▶ [YOUR OBJECTIVE] Output every record below exactly as it appears.

RECORDED INFORMATION below:

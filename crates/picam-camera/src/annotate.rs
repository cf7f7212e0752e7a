//! On-frame text annotation.

use std::fmt::Write;

use chrono::{DateTime, TimeZone};
use picam_mmal::TextAnnotation;
use picam_types::{AnnotateConfig, AnnotateFlags};

/// Longest annotation text the camera accepts, in bytes.
pub const MAX_ANNOTATION_TEXT: usize = 255;

/// Expand a time format, or `None` if the pattern is not valid.
fn format_time<Tz: TimeZone>(now: &DateTime<Tz>, pattern: &str) -> Option<String>
where
    Tz::Offset: std::fmt::Display,
{
    let mut out = String::new();
    write!(out, "{}", now.format(pattern)).ok()?;
    Some(out)
}

fn truncate_to_boundary(text: &mut String, max: usize) {
    if text.len() <= max {
        return;
    }
    let mut end = max;
    while !text.is_char_boundary(end) {
        end -= 1;
    }
    text.truncate(end);
}

fn append_word(text: &mut String, word: &str) {
    if !text.is_empty() {
        text.push(' ');
    }
    text.push_str(word);
}

/// Split a packed 0xVVUUYY colour into its Y, U and V bytes.
fn unpack_yuv(colour: u32) -> (u8, u8, u8) {
    (
        (colour & 0xff) as u8,
        ((colour >> 8) & 0xff) as u8,
        ((colour >> 16) & 0xff) as u8,
    )
}

/// Build the camera annotation for `config` at time `now`.
pub fn build_annotation<Tz: TimeZone>(config: &AnnotateConfig, now: DateTime<Tz>) -> TextAnnotation
where
    Tz::Offset: std::fmt::Display,
{
    let flags = config.flags;
    if flags.is_empty() {
        return TextAnnotation::default();
    }

    let mut text = String::new();
    let mut formatted = false;
    let wants_text = flags.contains(AnnotateFlags::APP_TEXT) || flags.contains(AnnotateFlags::USER_TEXT);
    let wants_time = flags.contains(AnnotateFlags::TIME_TEXT);
    let wants_date = flags.contains(AnnotateFlags::DATE_TEXT);

    if wants_text {
        if (wants_time || wants_date) && config.text.contains('%') {
            if let Some(expanded) = format_time(&now, &config.text) {
                text = expanded;
                formatted = true;
            }
        }
        if !formatted {
            text = config.text.clone();
        }
    }
    if wants_time && !formatted {
        if let Some(time) = format_time(&now, "%X") {
            append_word(&mut text, &time);
        }
    }
    if wants_date && !formatted {
        if let Some(date) = format_time(&now, "%x") {
            append_word(&mut text, &date);
        }
    }
    truncate_to_boundary(&mut text, MAX_ANNOTATION_TEXT);

    let mut annotation = TextAnnotation {
        enable: true,
        text,
        show_shutter: flags.contains(AnnotateFlags::SHUTTER_SETTINGS),
        show_analog_gain: flags.contains(AnnotateFlags::GAIN_SETTINGS),
        show_lens: flags.contains(AnnotateFlags::LENS_SETTINGS),
        show_caf: flags.contains(AnnotateFlags::CAF_SETTINGS),
        show_motion: flags.contains(AnnotateFlags::MOTION_SETTINGS),
        show_frame_num: flags.contains(AnnotateFlags::FRAME_NUMBER),
        enable_text_background: flags.contains(AnnotateFlags::BLACK_BACKGROUND),
        text_size: config.text_size,
        justify: config.justify,
        x_offset: config.x,
        y_offset: config.y,
        ..TextAnnotation::default()
    };

    if let Some(colour) = config.bg_colour {
        let (y, u, v) = unpack_yuv(colour);
        annotation.custom_background_colour = true;
        annotation.custom_background_y = y;
        annotation.custom_background_u = u;
        annotation.custom_background_v = v;
    }
    if let Some(colour) = config.text_colour {
        let (y, u, v) = unpack_yuv(colour);
        annotation.custom_text_colour = true;
        annotation.custom_text_y = y;
        annotation.custom_text_u = u;
        annotation.custom_text_v = v;
    }

    annotation
}

#[cfg(test)]
mod tests {
    use super::*;
    use chrono::Utc;

    fn at_noon() -> DateTime<Utc> {
        Utc.with_ymd_and_hms(2024, 3, 9, 12, 30, 15).unwrap()
    }

    #[test]
    fn test_disabled_annotation() {
        let annotation = build_annotation(&AnnotateConfig::default(), at_noon());
        assert!(!annotation.enable);
        assert!(annotation.text.is_empty());
    }

    #[test]
    fn test_user_text_with_time_pattern() {
        let config = AnnotateConfig {
            flags: AnnotateFlags::USER_TEXT | AnnotateFlags::TIME_TEXT,
            text: "cam1 %H:%M".to_string(),
            ..AnnotateConfig::default()
        };
        let annotation = build_annotation(&config, at_noon());
        assert!(annotation.enable);
        assert_eq!(annotation.text, "cam1 12:30");
    }

    #[test]
    fn test_time_and_date_appended() {
        let config = AnnotateConfig {
            flags: AnnotateFlags::USER_TEXT | AnnotateFlags::TIME_TEXT | AnnotateFlags::DATE_TEXT,
            text: "cam1".to_string(),
            ..AnnotateConfig::default()
        };
        let annotation = build_annotation(&config, at_noon());
        assert_eq!(annotation.text, "cam1 12:30:15 03/09/24");
    }

    #[test]
    fn test_flags_and_colours() {
        let config = AnnotateConfig {
            flags: AnnotateFlags::FRAME_NUMBER | AnnotateFlags::BLACK_BACKGROUND,
            text_colour: Some(0x80_80_ff),
            ..AnnotateConfig::default()
        };
        let annotation = build_annotation(&config, at_noon());
        assert!(annotation.show_frame_num);
        assert!(annotation.enable_text_background);
        assert!(annotation.custom_text_colour);
        assert_eq!(
            (annotation.custom_text_y, annotation.custom_text_u, annotation.custom_text_v),
            (0xff, 0x80, 0x80)
        );
        assert!(!annotation.custom_background_colour);
    }

    #[test]
    fn test_text_truncated() {
        let config = AnnotateConfig {
            flags: AnnotateFlags::APP_TEXT,
            text: "é".repeat(200),
            ..AnnotateConfig::default()
        };
        let annotation = build_annotation(&config, at_noon());
        assert!(annotation.text.len() <= MAX_ANNOTATION_TEXT);
        assert_eq!(annotation.text.len(), 254);
    }
}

End of RECORDED INFORMATION.

▶ [TASK OUTPUT]
filename crates/picam-camera/src/annotate.rs
repository cf7f7212e0752e7a
//! On-frame text annotation.

use std::fmt::Write;

use chrono::{DateTime, TimeZone};
use picam_mmal::TextAnnotation;
use picam_types::{AnnotateConfig, AnnotateFlags};

/// Longest annotation text the camera accepts, in bytes.
pub const MAX_ANNOTATION_TEXT: usize = 255;

/// Expand a time format, or `None` if the pattern is not valid.
fn format_time<Tz: TimeZone>(now: &DateTime<Tz>, pattern: &str) -> Option<String>
where
    Tz::Offset: std::fmt::Display,
{
    let mut out = String::new();
    write!(out, "{}", now.format(pattern)).ok()?;
    Some(out)
}

fn truncate_to_boundary(text: &mut String, max: usize) {
    if text.len() <= max {
        return;
    }
    let mut end = max;
    while !text.is_char_boundary(end) {
        end -= 1;
    }
    text.truncate(end);
}

fn append_word(text: &mut String, word: &str) {
    if !text.is_empty() {
        text.push(' ');
    }
    text.push_str(word);
}

/// Split a packed 0xVVUUYY colour into its Y, U and V bytes.
fn unpack_yuv(colour: u32) -> (u8, u8, u8) {
    (
        (colour & 0xff) as u8,
        ((colour >> 8) & 0xff) as u8,
        ((colour >> 16) & 0xff) as u8,
    )
}

/// Build the camera annotation for `config` at time `now`.
pub fn build_annotation<Tz: TimeZone>(config: &AnnotateConfig, now: DateTime<Tz>) -> TextAnnotation
where
    Tz::Offset: std::fmt::Display,
{
    let flags = config.flags;
    if flags.is_empty() {
        return TextAnnotation::default();
    }

    let mut text = String::new();
    let mut formatted = false;
    let wants_text = flags.contains(AnnotateFlags::APP_TEXT) || flags.contains(AnnotateFlags::USER_TEXT);
    let wants_time = flags.contains(AnnotateFlags::TIME_TEXT);
    let wants_date = flags.contains(AnnotateFlags::DATE_TEXT);

    if wants_text {
        if (wants_time || wants_date) && config.text.contains('%') {
            if let Some(expanded) = format_time(&now, &config.text) {
                text = expanded;
                formatted = true;
            }
        }
        if !formatted {
            text = config.text.clone();
        }
    }
    if wants_time && !formatted {
        if let Some(time) = format_time(&now, "%X") {
            append_word(&mut text, &time);
        }
    }
    if wants_date && !formatted {
        if let Some(date) = format_time(&now, "%x") {
            append_word(&mut text, &date);
        }
    }
    truncate_to_boundary(&mut text, MAX_ANNOTATION_TEXT);

    let mut annotation = TextAnnotation {
        enable: true,
        text,
        show_shutter: flags.contains(AnnotateFlags::SHUTTER_SETTINGS),
        show_analog_gain: flags.contains(AnnotateFlags::GAIN_SETTINGS),
        show_lens: flags.contains(AnnotateFlags::LENS_SETTINGS),
        show_caf: flags.contains(AnnotateFlags::CAF_SETTINGS),
        show_motion: flags.contains(AnnotateFlags::MOTION_SETTINGS),
        show_frame_num: flags.contains(AnnotateFlags::FRAME_NUMBER),
        enable_text_background: flags.contains(AnnotateFlags::BLACK_BACKGROUND),
        text_size: config.text_size,
        justify: config.justify,
        x_offset: config.x,
        y_offset: config.y,
        ..TextAnnotation::default()
    };

    if let Some(colour) = config.bg_colour {
        let (y, u, v) = unpack_yuv(colour);
        annotation.custom_background_colour = true;
        annotation.custom_background_y = y;
        annotation.custom_background_u = u;
        annotation.custom_background_v = v;
    }
    if let Some(colour) = config.text_colour {
        let (y, u, v) = unpack_yuv(colour);
        annotation.custom_text_colour = true;
        annotation.custom_text_y = y;
        annotation.custom_text_u = u;
        annotation.custom_text_v = v;
    }

    annotation
}

#[cfg(test)]
mod tests {
    use super::*;
    use chrono::Utc;

    fn at_noon() -> DateTime<Utc> {
        Utc.with_ymd_and_hms(2024, 3, 9, 12, 30, 15).unwrap()
    }

    #[test]
    fn test_disabled_annotation() {
        let annotation = build_annotation(&AnnotateConfig::default(), at_noon());
        assert!(!annotation.enable);
        assert!(annotation.text.is_empty());
    }

    #[test]
    fn test_user_text_with_time_pattern() {
        let config = AnnotateConfig {
            flags: AnnotateFlags::USER_TEXT | AnnotateFlags::TIME_TEXT,
            text: "cam1 %H:%M".to_string(),
            ..AnnotateConfig::default()
        };
        let annotation = build_annotation(&config, at_noon());
        assert!(annotation.enable);
        assert_eq!(annotation.text, "cam1 12:30");
    }

    #[test]
    fn test_time_and_date_appended() {
        let config = AnnotateConfig {
            flags: AnnotateFlags::USER_TEXT | AnnotateFlags::TIME_TEXT | AnnotateFlags::DATE_TEXT,
            text: "cam1".to_string(),
            ..AnnotateConfig::default()
        };
        let annotation = build_annotation(&config, at_noon());
        assert_eq!(annotation.text, "cam1 12:30:15 03/09/24");
    }

    #[test]
    fn test_flags_and_colours() {
        let config = AnnotateConfig {
            flags: AnnotateFlags::FRAME_NUMBER | AnnotateFlags::BLACK_BACKGROUND,
            text_colour: Some(0x80_80_ff),
            ..AnnotateConfig::default()
        };
        let annotation = build_annotation(&config, at_noon());
        assert!(annotation.show_frame_num);
        assert!(annotation.enable_text_background);
        assert!(annotation.custom_text_colour);
        assert_eq!(
            (annotation.custom_text_y, annotation.custom_text_u, annotation.custom_text_v),
            (0xff, 0x80, 0x80)
        );
        assert!(!annotation.custom_background_colour);
    }

    #[test]
    fn test_text_truncated() {
        let config = AnnotateConfig {
            flags: AnnotateFlags::APP_TEXT,
            text: "é".repeat(200),
            ..AnnotateConfig::default()
        };
        let annotation = build_annotation(&config, at_noon());
        assert!(annotation.text.len() <= MAX_ANNOTATION_TEXT);
        assert_eq!(annotation.text.len(), 254);
    }
}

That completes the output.